# WORK ITEM
Pull out every line below that contains the word "stats".

# SUPPLIED MATERIAL
= Beginning of Section =

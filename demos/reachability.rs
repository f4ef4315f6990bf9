use clap::Parser;
use log::info;

use levelized_bdd::bdd::Bdd;
use levelized_bdd::stats;
use levelized_bdd::types::Level;

#[derive(Debug, Parser)]
#[command(author, version)]
struct Cli {
    /// Number of counter bits.
    #[arg(value_name = "INT", default_value = "10")]
    bits: usize,

    /// Initial value of the counter.
    #[clap(long, value_name = "INT", default_value = "0")]
    init: u64,

    /// Count by two instead of one, so only half of the values are reachable.
    #[clap(long)]
    even: bool,
}

/// Bit `i` of the current state is on level `2i`, its next-state copy on level `2i+1`.
fn current(i: usize) -> Level {
    (2 * i) as Level
}

fn next(i: usize) -> Level {
    (2 * i + 1) as Level
}

fn state(bits: usize, value: u64) -> Bdd {
    Bdd::cube((0..bits).map(|i| (current(i), (value >> i) & 1 == 1)))
}

/// Transition relation of `x' = x + 2^shift (mod 2^bits)`.
fn increment(bits: usize, shift: usize) -> Bdd {
    let mut relation = Bdd::bdd_true();
    let mut carry = Bdd::bdd_true();
    for i in 0..bits {
        let x = Bdd::ithvar(current(i));
        let x_next = Bdd::ithvar(next(i));
        if i < shift {
            // Bits below the shift are kept as-is
            relation = &relation & &x_next.apply_eq(&x);
            continue;
        }
        relation = &relation & &x_next.apply_eq(&(&x ^ &carry));
        carry = &x & &carry;
    }
    relation
}

fn main() -> color_eyre::Result<()> {
    color_eyre::install()?;

    simplelog::TermLogger::init(
        simplelog::LevelFilter::Info,
        simplelog::Config::default(),
        simplelog::TerminalMode::Mixed,
        simplelog::ColorChoice::Auto,
    )?;

    let time_total = std::time::Instant::now();

    let args = Cli::parse();
    println!("args = {:?}", args);

    let bits = args.bits;
    let relation = increment(bits, if args.even { 1 } else { 0 });
    println!("relation of size {}", relation.nodecount());

    let init = state(bits, args.init);
    let mut reachable = init.clone();
    let mut frontier = init.clone();
    let mut steps = 0;
    while !frontier.is_false() {
        let image = frontier.relnext_interleaved(&relation);
        frontier = image.apply_diff(&reachable);
        reachable = &reachable | &frontier;
        steps += 1;
        info!(
            "step {}: frontier of size {}, reachable of size {}",
            steps,
            frontier.nodecount(),
            reachable.nodecount()
        );
    }

    // Next-state levels are not in the support, so every state is counted 2^bits times
    let count = reachable.satcount(2 * bits) >> bits;
    println!("Fixpoint after {} steps: {} reachable states", steps, count);

    // Backward check: every reachable state other than the initial one has a reachable predecessor
    let predecessors = reachable.relprev_interleaved(&relation)?;
    let unexplained = reachable.apply_diff(&predecessors.apply_and(&reachable).relnext_interleaved(&relation));
    println!(
        "States without a reachable predecessor: {}",
        unexplained.satcount(2 * bits) >> bits
    );

    let st = stats::stats();
    println!("reduce runs: {}", st.reduce.runs);
    println!("quantify sweeps: {}", st.quantify.singleton_sweeps + st.quantify.simultaneous_sweeps);
    println!("zero-cost replacements: {}", st.replace.zero_cost());

    let time_total = time_total.elapsed();
    println!("Done in {:.3} s", time_total.as_secs_f64());

    Ok(())
}
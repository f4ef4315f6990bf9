//! What distinguishes a BDD from a ZDD.
//!
//! Both kinds of diagrams share the same nodes, files and algorithms. They only differ in which
//! nodes are redundant (Rule 1) and in how a diagram is cofactored on a level it skips.

use std::fmt::Debug;

use crate::node::Node;
use crate::ptr::Ptr;
use crate::types::Level;

pub trait DdPolicy: Copy + Clone + Default + Debug + 'static {
    /// Short name used in logs.
    const NAME: &'static str;

    /// Whether diagrams of this kind may carry a negation flag.
    const SUPPORTS_NEGATION: bool;

    /// Target of `n` after applying Rule 1, or `n.uid` if the node is not redundant.
    fn reduction_rule(n: &Node) -> Ptr;

    /// Children of a node that Rule 1 would remove in favour of `child`.
    fn reduction_rule_inv(child: Ptr) -> (Ptr, Ptr);

    /// Whether cofactoring the terminal `value` on any level yields the terminal itself.
    fn is_invariant_terminal(value: bool) -> bool;

    /// The low and high cofactor of `p` on `level`, given the node `p` points to (if any).
    fn cofactor(p: Ptr, node: Option<&Node>, level: Level) -> (Ptr, Ptr) {
        match node {
            Some(n) if p.on_level(level) => (n.low, n.high),
            _ => Self::reduction_rule_inv(p),
        }
    }
}

/// Binary Decision Diagrams: a node with two equal children is redundant.
#[derive(Debug, Copy, Clone, Default, PartialEq, Eq)]
pub struct BddPolicy;

impl DdPolicy for BddPolicy {
    const NAME: &'static str = "bdd";
    const SUPPORTS_NEGATION: bool = true;

    fn reduction_rule(n: &Node) -> Ptr {
        if n.low.essential() == n.high.essential() {
            return n.low;
        }
        n.uid
    }

    fn reduction_rule_inv(child: Ptr) -> (Ptr, Ptr) {
        (child, child)
    }

    fn is_invariant_terminal(_value: bool) -> bool {
        true
    }
}

/// Zero-suppressed Decision Diagrams: a node whose high child is `false` is redundant.
#[derive(Debug, Copy, Clone, Default, PartialEq, Eq)]
pub struct ZddPolicy;

impl DdPolicy for ZddPolicy {
    const NAME: &'static str = "zdd";
    const SUPPORTS_NEGATION: bool = false;

    fn reduction_rule(n: &Node) -> Ptr {
        if n.high.is_false() {
            return n.low;
        }
        n.uid
    }

    fn reduction_rule_inv(child: Ptr) -> (Ptr, Ptr) {
        (child, Ptr::FALSE)
    }

    fn is_invariant_terminal(value: bool) -> bool {
        !value
    }
}
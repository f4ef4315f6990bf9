//! Primitive types shared by every decision diagram.
//!
//! Levels are 0-indexed and grow towards the terminals, i.e. the root of a diagram lives on its
//! smallest level. Ids are unique per level and are handed out downwards from [`MAX_ID`] by the
//! reduction, which makes `(level, id)` a canonical name for a node.

/// A level in the (fixed) variable ordering.
pub type Level = u32;

/// Signed level, used for level shifts and differences.
pub type SignedLevel = i32;

/// Per-level node identifier.
pub type Id = u64;

/// Number of bits reserved for a level inside a packed pointer.
pub const LEVEL_BITS: u32 = 24;

/// Number of bits reserved for an id inside a packed pointer.
pub const ID_BITS: u32 = 64 - 1 - LEVEL_BITS - 1 - 1;

/// Largest level that can be stored in a pointer.
pub const MAX_LEVEL: Level = (1 << LEVEL_BITS) - 1;

/// Largest id that can be stored in a pointer.
pub const MAX_ID: Id = (1 << ID_BITS) - 1;

/// Applies a signed shift to a level.
///
/// # Panics
///
/// Panics if the shifted level falls outside `0..=MAX_LEVEL`.
pub fn shift_level(level: Level, shift: SignedLevel) -> Level {
    let shifted = level as i64 + shift as i64;
    assert!(
        (0..=MAX_LEVEL as i64).contains(&shifted),
        "Level {} shifted by {} is out of range",
        level,
        shift
    );
    shifted as Level
}
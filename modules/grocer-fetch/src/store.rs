//! SQLite persistence for cached recipes.
//!
//! Key/value shape: normalized dish key → JSON-encoded ingredient list.
//! Entries never expire. A stored value that no longer decodes against the
//! current schema is treated as a cache miss, which makes the next
//! successful fetch overwrite it.

use anyhow::{Context, Result};
use chrono::Utc;
use sqlx::sqlite::{SqliteConnectOptions, SqlitePoolOptions};
use sqlx::SqlitePool;
use tracing::{info, warn};

use grocer_common::{IngredientRecord, RecipeEntry};

pub struct RecipeStore {
    pool: SqlitePool,
}

impl RecipeStore {
    /// Open (or create) the cache database at `path` and bootstrap the
    /// schema. Failure here is the pipeline's one fatal startup condition.
    pub async fn connect(path: &str) -> Result<Self> {
        let options = SqliteConnectOptions::new()
            .filename(path)
            .create_if_missing(true);

        let pool = SqlitePoolOptions::new()
            .connect_with(options)
            .await
            .with_context(|| format!("Failed to open recipe cache at {path}"))?;

        let store = Self { pool };
        store.init_schema().await?;
        info!(path, "Recipe cache ready");
        Ok(store)
    }

    /// In-memory store for tests. Pinned to a single connection — every
    /// pooled connection would otherwise get its own empty `:memory:` db.
    pub async fn in_memory() -> Result<Self> {
        let pool = SqlitePoolOptions::new()
            .max_connections(1)
            .connect("sqlite::memory:")
            .await
            .context("Failed to open in-memory recipe cache")?;

        let store = Self { pool };
        store.init_schema().await?;
        Ok(store)
    }

    async fn init_schema(&self) -> Result<()> {
        sqlx::query(
            "CREATE TABLE IF NOT EXISTS recipes (
                dish_key    TEXT PRIMARY KEY,
                ingredients TEXT NOT NULL,
                cached_at   TEXT NOT NULL
            )",
        )
        .execute(&self.pool)
        .await
        .context("Failed to create recipes table")?;
        Ok(())
    }

    /// Look up a cached recipe. Corrupt or legacy-format rows decode as a
    /// miss with a warning, never as an error.
    pub async fn get(&self, dish_key: &str) -> Result<Option<RecipeEntry>> {
        let row: Option<String> =
            sqlx::query_scalar("SELECT ingredients FROM recipes WHERE dish_key = ?1")
                .bind(dish_key)
                .fetch_optional(&self.pool)
                .await
                .context("Recipe cache read failed")?;

        let Some(raw) = row else {
            return Ok(None);
        };

        match serde_json::from_str::<Vec<IngredientRecord>>(&raw) {
            Ok(ingredients) if !ingredients.is_empty() => Ok(Some(RecipeEntry {
                dish_key: dish_key.to_string(),
                ingredients,
            })),
            Ok(_) => {
                warn!(dish_key, "Cached recipe has no ingredients, treating as miss");
                Ok(None)
            }
            Err(e) => {
                warn!(dish_key, error = %e, "Cached recipe in legacy format, treating as miss");
                Ok(None)
            }
        }
    }

    /// Upsert a recipe. A single statement, so concurrent writers for the
    /// same key resolve last-writer-wins without tearing reads.
    pub async fn put(&self, dish_key: &str, ingredients: &[IngredientRecord]) -> Result<()> {
        let encoded = serde_json::to_string(ingredients).context("Failed to encode ingredients")?;

        sqlx::query(
            "INSERT INTO recipes (dish_key, ingredients, cached_at)
             VALUES (?1, ?2, ?3)
             ON CONFLICT (dish_key)
             DO UPDATE SET ingredients = excluded.ingredients,
                           cached_at = excluded.cached_at",
        )
        .bind(dish_key)
        .bind(&encoded)
        .bind(Utc::now().to_rfc3339())
        .execute(&self.pool)
        .await
        .context("Recipe cache write failed")?;

        Ok(())
    }

    #[cfg(test)]
    async fn put_raw(&self, dish_key: &str, raw: &str) -> Result<()> {
        sqlx::query(
            "INSERT INTO recipes (dish_key, ingredients, cached_at)
             VALUES (?1, ?2, ?3)
             ON CONFLICT (dish_key) DO UPDATE SET ingredients = excluded.ingredients",
        )
        .bind(dish_key)
        .bind(raw)
        .bind(Utc::now().to_rfc3339())
        .execute(&self.pool)
        .await?;
        Ok(())
    }
}
pub mod config;
pub mod consolidate;
pub mod types;

pub use config::Config;
pub use consolidate::consolidate;
pub use types::{
    ConsolidatedItem, DishQuery, FailureKind, FetchResult, IngredientRecord, RecipeEntry,
};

= End of Section =

# TASK SOLUTION
use levelized_bdd::stats;
    let st = stats::stats();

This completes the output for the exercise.